Dataset records:
- - -

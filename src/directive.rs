//! Shortcode-style directives:
//!
//! ```md
//! {% btn label="Go" href="/x" style="primary" %}
//!
//! {% card icon="📦" title="Release" %}
//! Download it <a href="/dl">here</a>.
//! {% endcard %}
//! ```
//!
//! [`extract`] replaces every directive tag with a placeholder comment
//! before the Markdown conversion so attribute values never pass through the
//! converter's escaping, then merges each opening tag directly followed by
//! its `end` tag into one paired placeholder. [`expand`] turns the stored
//! text back into HTML once the converter is done.

use crate::markdown::outside_code_fences;
use once_cell::sync::Lazy;
use regex::Regex;
use std::collections::HashMap;

static TAG: Lazy<Regex> = Lazy::new(|| Regex::new(r"(?s)\{%.*?%\}").unwrap());

static HEAD: Lazy<Regex> =
    Lazy::new(|| Regex::new(r"(?s)\A\{%\s*([A-Za-z_][\w-]*)(.*?)%\}").unwrap());

static ATTR: Lazy<Regex> = Lazy::new(|| Regex::new(r#"([A-Za-z_][\w-]*)="([^"]*)""#).unwrap());

/// A directive tag broken into its name and attributes.
#[derive(Clone, Debug, Default, PartialEq, Eq)]
pub struct Directive {
    pub name: String,
    pub attrs: HashMap<String, String>,
}

impl Directive {
    /// Parses a single `{% name key="value" … %}` tag. Returns `None` when
    /// `tag` has no recognizable name.
    pub fn parse(tag: &str) -> Option<Directive> {
        let head = HEAD.captures(tag)?;
        let attrs = ATTR
            .captures_iter(head.get(2)?.as_str())
            .map(|c| (c[1].to_owned(), c[2].to_owned()))
            .collect();
        Some(Directive {
            name: head[1].to_owned(),
            attrs,
        })
    }

    /// The attribute value for `key`, or `""`.
    pub fn get(&self, key: &str) -> &str {
        self.attrs.get(key).map(String::as_str).unwrap_or("")
    }

    fn get_or<'a>(&'a self, key: &str, default: &'a str) -> &'a str {
        match self.get(key) {
            "" => default,
            v => v,
        }
    }
}

/// One extracted piece of directive source.
#[derive(Clone, Debug, PartialEq, Eq)]
pub enum Extracted {
    /// A lone tag, kept verbatim.
    Single(String),

    /// An opening tag, the literal text up to its closing tag, and the
    /// closing tag.
    Paired {
        open: String,
        body: String,
        close: String,
    },
}

impl Extracted {
    /// The tag text as written, with any paired body.
    pub fn source(&self) -> String {
        match self {
            Extracted::Single(tag) => tag.clone(),
            Extracted::Paired { open, body, close } => format!("{}{}{}", open, body, close),
        }
    }
}

pub fn placeholder(index: usize) -> String {
    format!("<!--PAPER_COMPONENT_{}-->", index)
}

pub fn block_placeholder(index: usize) -> String {
    format!("<!--PAPER_BLOCK_{}-->", index)
}

/// The directives pulled out of a document, keyed by placeholder index.
#[derive(Clone, Debug, Default, PartialEq, Eq)]
pub struct Directives {
    /// Lone tags, at the index used in their `PAPER_COMPONENT_` placeholder.
    /// Entries consumed by a pair are `None`.
    pub singles: Vec<Option<String>>,

    /// Merged pairs, keyed by the index of their opening tag, which is also
    /// the index in their `PAPER_BLOCK_` placeholder.
    pub blocks: HashMap<usize, Extracted>,
}

impl Directives {
    pub fn single(&self, index: usize) -> Option<Extracted> {
        self.singles
            .get(index)
            .and_then(Option::as_ref)
            .map(|tag| Extracted::Single(tag.clone()))
    }

    pub fn block(&self, index: usize) -> Option<&Extracted> {
        self.blocks.get(&index)
    }
}

/// Replaces every directive tag in `src` with a placeholder. Tags inside
/// fenced code blocks are left as written. Tags inside code spans and
/// indented code are still replaced; the converter escapes those
/// placeholders and [`crate::processor`] puts the escaped tag text back.
///
/// An opening tag whose very next tag is its `end` counterpart (`card` and
/// `endcard`) is merged with it, together with the text between the two,
/// into a single `PAPER_BLOCK_` placeholder. Any other tag, including an
/// `end` tag without a directly preceding opener, stays a lone
/// `PAPER_COMPONENT_` placeholder.
pub fn extract(src: &str) -> (String, Directives) {
    let mut singles: Vec<Option<String>> = Vec::new();
    let tokenized = outside_code_fences(src, |segment| {
        TAG.replace_all(segment, |c: &regex::Captures| {
            singles.push(Some(c[0].to_owned()));
            placeholder(singles.len() - 1)
        })
        .into_owned()
    });

    let mut directives = Directives {
        singles,
        blocks: HashMap::new(),
    };
    if directives.singles.len() < 2 {
        return (tokenized, directives);
    }

    let mut out = String::with_capacity(tokenized.len());
    let mut rest = tokenized.as_str();
    let mut i = 0;
    while i < directives.singles.len() {
        let open_key = placeholder(i);
        let open_at = match rest.find(&open_key) {
            Some(at) => at,
            None => break,
        };
        let after_open = &rest[open_at + open_key.len()..];
        let close_key = placeholder(i + 1);
        let paired = match (
            directives.singles.get(i).and_then(Option::as_ref),
            directives.singles.get(i + 1).and_then(Option::as_ref),
            after_open.find(&close_key),
        ) {
            (Some(open), Some(close), Some(close_at)) if closes(open, close) => {
                Some((open.clone(), close.clone(), close_at))
            }
            _ => None,
        };
        match paired {
            Some((open, close, close_at)) => {
                tracing::trace!(index = i, "merging paired directive");
                out.push_str(&rest[..open_at]);
                out.push_str(&block_placeholder(i));
                let body = after_open[..close_at].to_owned();
                directives.blocks.insert(i, Extracted::Paired { open, body, close });
                directives.singles[i] = None;
                directives.singles[i + 1] = None;
                rest = &after_open[close_at + close_key.len()..];
                i += 2;
            }
            None => {
                out.push_str(&rest[..open_at + open_key.len()]);
                rest = after_open;
                i += 1;
            }
        }
    }
    out.push_str(rest);
    (out, directives)
}

/// Whether `close` is the `end` tag for the directive opened by `open`.
fn closes(open: &str, close: &str) -> bool {
    match (Directive::parse(open), Directive::parse(close)) {
        (Some(open), Some(close)) => {
            !open.name.starts_with("end") && close.name == format!("end{}", open.name)
        }
        _ => false,
    }
}

/// Expands extracted directive source into HTML. Unknown names and
/// malformed tags are returned as written.
pub fn expand(extracted: &Extracted) -> String {
    let (tag, body) = match extracted {
        Extracted::Single(tag) => (tag.as_str(), None),
        Extracted::Paired { open, body, .. } => (open.as_str(), Some(body.as_str())),
    };
    let directive = match Directive::parse(tag) {
        Some(d) => d,
        None => return extracted.source(),
    };
    match (directive.name.as_str(), body) {
        ("player", None) => player(&directive),
        ("card", body) => card(&directive, body),
        ("counter", None) => counter(&directive),
        ("btn", None) => button(&directive),
        (name, _) => {
            tracing::debug!(name, "leaving unknown directive unexpanded");
            extracted.source()
        }
    }
}

fn player(d: &Directive) -> String {
    const KEYS: &[&str] = &[
        "src", "title", "artist", "cover", "loop", "autoplay", "volume", "loopBtn",
    ];
    let data: Vec<String> = KEYS
        .iter()
        .filter_map(|k| match d.get(k) {
            "" => None,
            v => Some(format!(r#"data-{}="{}""#, k.to_lowercase(), v)),
        })
        .collect();
    format!(r#"<div class="paper-player" {}></div>"#, data.join(" "))
}

fn card(d: &Directive, body: Option<&str>) -> String {
    let class = match d.get("align") {
        "left" => " card-left",
        "right" => " card-right",
        _ => "",
    };
    let mut out = format!(r#"<div class="paper-card{}""#, class);
    match d.get("style") {
        "" => {}
        style => out.push_str(&format!(r#" style="{}""#, style)),
    }
    out.push('>');
    for (key, open, close) in [
        ("icon", r#"<div class="card-icon">"#, "</div>"),
        ("title", r#"<p class="card-title">"#, "</p>"),
        ("subtitle", r#"<p class="card-subtitle">"#, "</p>"),
        ("text", r#"<p class="card-text">"#, "</p>"),
    ] {
        match d.get(key) {
            "" => {}
            v => {
                out.push_str(open);
                out.push_str(v);
                out.push_str(close);
            }
        }
    }
    if let Some(body) = body.map(str::trim).filter(|b| !b.is_empty()) {
        out.push_str(r#"<hr class="card-divider" /><div class="card-footer">"#);
        out.push_str(body);
        out.push_str("</div>");
    }
    out.push_str("</div>");
    out
}

fn counter(d: &Directive) -> String {
    format!(
        r#"<div class="paper-counter-btn" data-key="{}" data-label="{}" data-icon="{}"></div>"#,
        d.get_or("key", "paper_counter"),
        d.get_or("label", "Click"),
        d.get("icon"),
    )
}

fn button(d: &Directive) -> String {
    let mut class = String::from("paper-btn");
    for (prefix, key) in [("btn-", "style"), ("btn-", "size")] {
        match d.get(key) {
            "" => {}
            v => {
                class.push(' ');
                class.push_str(prefix);
                class.push_str(v);
            }
        }
    }
    let label = d.get_or("label", "Button");
    match d.get("href") {
        "" => format!(r#"<button class="{}">{}</button>"#, class, label),
        href => format!(r#"<a class="{}" href="{}">{}</a>"#, class, href, label),
    }
}
//! Derived post collections: index pagination, the year archive, the tag
//! index, related posts and previous/next navigation. Every function takes
//! posts already sorted by date, most recent first, and keeps that order
//! wherever it groups or filters.

use crate::post::Document;
use crate::tag::Tag;
use std::collections::BTreeMap;

/// How many related posts a post page lists.
pub const MAX_RELATED: usize = 3;

/// One page of the paginated post index. Pages are numbered from 1.
#[derive(Debug, PartialEq)]
pub struct Pagination<'a> {
    pub number: usize,
    pub total: usize,
    pub posts: &'a [Document],
}

impl Pagination<'_> {
    pub fn has_prev(&self) -> bool {
        self.number > 1
    }

    pub fn has_next(&self) -> bool {
        self.number < self.total
    }

    /// The previous page's URL. Page 2 links back to the site root.
    pub fn prev_url(&self, base_path: &str) -> Option<String> {
        match self.number {
            0 | 1 => None,
            2 => Some(format!("{}/index.html", base_path)),
            n => Some(format!("{}/page/{}.html", base_path, n - 1)),
        }
    }

    pub fn next_url(&self, base_path: &str) -> Option<String> {
        match self.has_next() {
            true => Some(format!("{}/page/{}.html", base_path, self.number + 1)),
            false => None,
        }
    }

    /// The output path of this page relative to the output directory.
    pub fn file_name(&self) -> String {
        match self.number {
            1 => String::from("index.html"),
            n => format!("page/{}.html", n),
        }
    }
}

/// Slices `posts` into pages of `per_page` posts (values below 1 count as 1).
/// There is always at least one page, even when there are no posts.
pub fn paginate(posts: &[Document], per_page: usize) -> Vec<Pagination<'_>> {
    let per_page = per_page.max(1);
    let total = std::cmp::max(1, (posts.len() + per_page - 1) / per_page);
    if posts.is_empty() {
        return vec![Pagination {
            number: 1,
            total,
            posts,
        }];
    }
    posts
        .chunks(per_page)
        .enumerate()
        .map(|(i, chunk)| Pagination {
            number: i + 1,
            total,
            posts: chunk,
        })
        .collect()
}

/// The posts of one archive year.
#[derive(Debug, PartialEq)]
pub struct Year<'a> {
    pub year: String,
    pub posts: Vec<&'a Document>,
}

/// Groups posts by the year of their date, most recent year first.
pub fn archive(posts: &[Document]) -> Vec<Year<'_>> {
    let mut years: BTreeMap<String, Vec<&Document>> = BTreeMap::new();
    for post in posts {
        let year = post.date.map(|d| d.year()).unwrap_or_default();
        years.entry(year).or_default().push(post);
    }
    years
        .into_iter()
        .rev()
        .map(|(year, posts)| Year { year, posts })
        .collect()
}

/// A tag and every post carrying it.
#[derive(Debug, PartialEq)]
pub struct TagGroup<'a> {
    pub tag: &'a Tag,
    pub posts: Vec<&'a Document>,
}

/// Collects every tag used by `posts`, in ascending order of name.
pub fn tag_index(posts: &[Document]) -> Vec<TagGroup<'_>> {
    let mut groups: BTreeMap<&str, TagGroup> = BTreeMap::new();
    for post in posts {
        for tag in &post.tags {
            groups
                .entry(tag.name.as_str())
                .or_insert_with(|| TagGroup {
                    tag,
                    posts: Vec::new(),
                })
                .posts
                .push(post);
        }
    }
    groups.into_values().collect()
}

/// Ranks the other posts by the number of tags they share with `post` and
/// returns up to `max` of them. Posts sharing nothing are left out, and posts
/// with equal scores keep their order in `posts`.
pub fn related<'a>(post: &Document, posts: &'a [Document], max: usize) -> Vec<&'a Document> {
    if post.tags.is_empty() {
        return Vec::new();
    }
    let mut scored: Vec<(usize, &Document)> = posts
        .iter()
        .filter(|p| p.slug != post.slug)
        .map(|p| (post.shares_tags_with(p), p))
        .filter(|(score, _)| *score > 0)
        .collect();
    scored.sort_by(|a, b| b.0.cmp(&a.0));
    scored.into_iter().take(max).map(|(_, p)| p).collect()
}

/// The neighbours of `posts[i]`: the previous post is the next older one and
/// the next post is the next newer one.
pub fn neighbors(posts: &[Document], i: usize) -> (Option<&Document>, Option<&Document>) {
    let prev = posts.get(i + 1);
    let next = match i {
        0 => None,
        _ => posts.get(i - 1),
    };
    (prev, next)
}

- - -

> _TASK TO COMPLETE_:
Starting from the records above, copy each line where the string "keyed" is found.

> _FINAL ANSWER_:
/// The directives pulled out of a document, keyed by placeholder index.
    /// Merged pairs, keyed by the index of their opening tag, which is also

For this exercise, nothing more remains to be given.